The test pyramid is a framework for deciding how many tests to write at each level of the stack. Its core insight: tests at lower levels are faster, cheaper to write, and catch bugs earlier — but they only test one unit in isolation. Tests at higher levels confirm that units work together but are slower and more brittle. A healthy test suite has many unit tests, a moderate number of integration tests, and a small number of E2E tests — the pyramid shape. The “ice cream cone” anti-pattern (many E2E, few unit tests) is slow, fragile, and expensive.
The Three Tiers for BlogApp
-- ── Test Pyramid for the BlogApp ─────────────────────────────────────────
--
-- /\
-- / \ E2E Tests (Cypress)
-- / ↑↑ \ ~20 tests
-- /------\
-- / Integr. \ Integration Tests (WebApplicationFactory)
-- / Tests \ ~80 tests
-- /-------------\
-- / Unit Tests \ Unit Tests (xUnit + Moq)
-- / (many! ~300) \
-- /------------------\
--
-- ── Unit tests — what to unit test in the BlogApp ─────────────────────────
-- ✅ PostsService business rules:
-- - CreateAsync: validates slug uniqueness, sets AuthorId from current user
-- - PublishAsync: checks post is in 'review' status and owned by author
-- - SoftDeleteAsync: sets Status = 'archived', IsPublished = false
-- ✅ JwtTokenService: generates correct claims (sub, email, roles, exp)
-- ✅ AuthService.Login: validates credentials, handles locked account
-- ✅ SlugGenerator.Generate: converts titles to URL-safe slugs
-- ✅ BlogHub.SendComment: validates post exists, saves, broadcasts
-- ❌ SKIP: PostsRepository.GetByIdAsync (just an EF Core call — integration test territory)
-- ❌ SKIP: Migrations, DbContext setup, configuration binding
-- ── Integration tests — what to integration test ─────────────────────────
-- ✅ POST /api/posts: full pipeline including validation, auth, EF Core, response shape
-- ✅ GET /api/posts/{slug}: correct 404 for missing slug
-- ✅ PUT /api/posts/{id} with stale ETag: returns 412
-- ✅ DELETE /api/posts/{id} as non-owner: returns 403
-- ✅ POST /api/auth/login with wrong password: returns 401
-- ✅ File upload with invalid file type: returns 400 with ProblemDetails
-- ── E2E tests — what to E2E test ──────────────────────────────────────────
-- ✅ Login flow: enter credentials → navbar shows user name
-- ✅ Admin post creation: fill form → publish → appears in public list
-- ✅ Comment submission: submit comment → appears in real-time (two tabs)
-- ❌ SKIP: CRUD operations (covered by integration tests)
-- ❌ SKIP: Validation error display (covered by Angular unit tests)

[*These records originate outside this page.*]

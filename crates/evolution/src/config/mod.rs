//! Configuration loading and validation.

mod types;
mod validation;

pub(crate) use validation::validate_listen_addr;

pub use types::*;

use crate::error::{EvolutionError, Result};
use std::path::Path;

impl Config {
    /// Load configuration from a YAML file.
    pub fn load<P: AsRef<Path>>(path: P) -> Result<Self> {
        let content = std::fs::read_to_string(path)?;
        Self::from_yaml(&content)
    }

    /// Parse configuration from a YAML string.
    pub fn from_yaml(yaml: &str) -> Result<Self> {
        let config: Config = serde_yaml::from_str(yaml)?;
        config.validate()?;
        Ok(config)
    }

    /// Validate the configuration.
    pub fn validate(&self) -> Result<()> {
        validation::validate(self)
    }

    /// Database of the system application.
    pub fn require_system(&self) -> Result<&DbConfig> {
        section(&self.system, "system")
    }

    /// Database of the time application (transfer destination).
    pub fn require_time(&self) -> Result<&DbConfig> {
        section(&self.time, "time")
    }

    /// Legacy database (transfer source).
    pub fn require_legacy(&self) -> Result<&DbConfig> {
        section(&self.legacy, "legacy")
    }

    /// Quant engine endpoint.
    pub fn require_quant(&self) -> Result<&QuantConfig> {
        self.quant
            .as_ref()
            .ok_or_else(|| EvolutionError::Config("quant section is required".into()))
    }
}

fn section<'a>(app: &'a Option<AppConfig>, name: &str) -> Result<&'a DbConfig> {
    app.as_ref()
        .map(|a| &a.database)
        .ok_or_else(|| EvolutionError::Config(format!("{}.database section is required", name)))
}

#[cfg(test)]
mod tests {
    use super::*;
    use std::io::Write;

    const FULL: &str = r#"
system:
  database:
    host: db.local
    user: root
    password: secret
    target: evolution_system
    reset: true
time:
  database:
    host: db.local
    user: root
    target: evolution_time
legacy:
  database:
    host: legacy.local
    port: 3307
    user: php
    target: life
quant:
  port: 9090
transfer:
  user_id: 7
"#;

    #[test]
    fn test_from_yaml_applies_defaults() {
        let config = Config::from_yaml(FULL).unwrap();
        let system = config.require_system().unwrap();
        assert_eq!(system.r#type, "mysql");
        assert_eq!(system.port, 3306);
        assert_eq!(system.charset, "utf8mb4");
        assert_eq!(system.timezone, "+08:00");
        assert!(system.reset);

        let legacy = config.require_legacy().unwrap();
        assert_eq!(legacy.port, 3307);
        assert!(!legacy.reset);

        let quant = config.require_quant().unwrap();
        assert_eq!(quant.host, "127.0.0.1");
        assert_eq!(quant.port, 9090);

        assert_eq!(config.server.addr, "0.0.0.0:8080");
        assert_eq!(config.transfer.user_id, 7);
    }

    #[test]
    fn test_missing_section_is_config_error() {
        let config = Config::from_yaml("server:\n  addr: 127.0.0.1:9000\n").unwrap();
        let err = config.require_time().unwrap_err();
        assert!(err.to_string().contains("time.database"));
        assert!(config.require_quant().is_err());
    }

    #[test]
    fn test_load_from_file() {
        let mut file = tempfile::NamedTempFile::new().unwrap();
        write!(file, "{}", FULL).unwrap();
        let config = Config::load(file.path()).unwrap();
        assert_eq!(config.require_time().unwrap().target, "evolution_time");
    }

    #[test]
    fn test_load_missing_file_is_io_error() {
        let err = Config::load("does/not/exist.yaml").unwrap_err();
        assert!(matches!(err, EvolutionError::Io(_)));
    }
}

Test Characteristics Comparison
| Property | Unit Tests | Integration Tests | E2E Tests |
|---|---|---|---|
| Speed | Milliseconds | Seconds | Minutes |
| Isolation | Full (mocked deps) | Partial (real DB) | None (full stack) |
| Maintenance | Low | Medium | High |
| Confidence | Low (mocked reality) | High (real pipeline) | Very High |
| Failure diagnosis | Instant — exact line | Quick — service layer | Slow — where in the stack? |
| BlogApp count | ~300 | ~80 | ~20 |
Common Mistakes
Mistake 1 — Testing implementation details (tests break on refactor)
❌ Wrong — testing that _repository.GetByIdAsync() was called with specific params; breaks when implementation changes.
✅ Correct — test observable behaviour (return value, state change, exception thrown), not which methods were called internally.
Mistake 2 — E2E tests for validation errors (slow, brittle, overkill)
❌ Wrong — Cypress test for “form shows error when title is empty”; a 30-second browser test for a 100ms unit assertion.
✅ Correct — Angular unit test for the reactive form validator; E2E only for critical user journeys.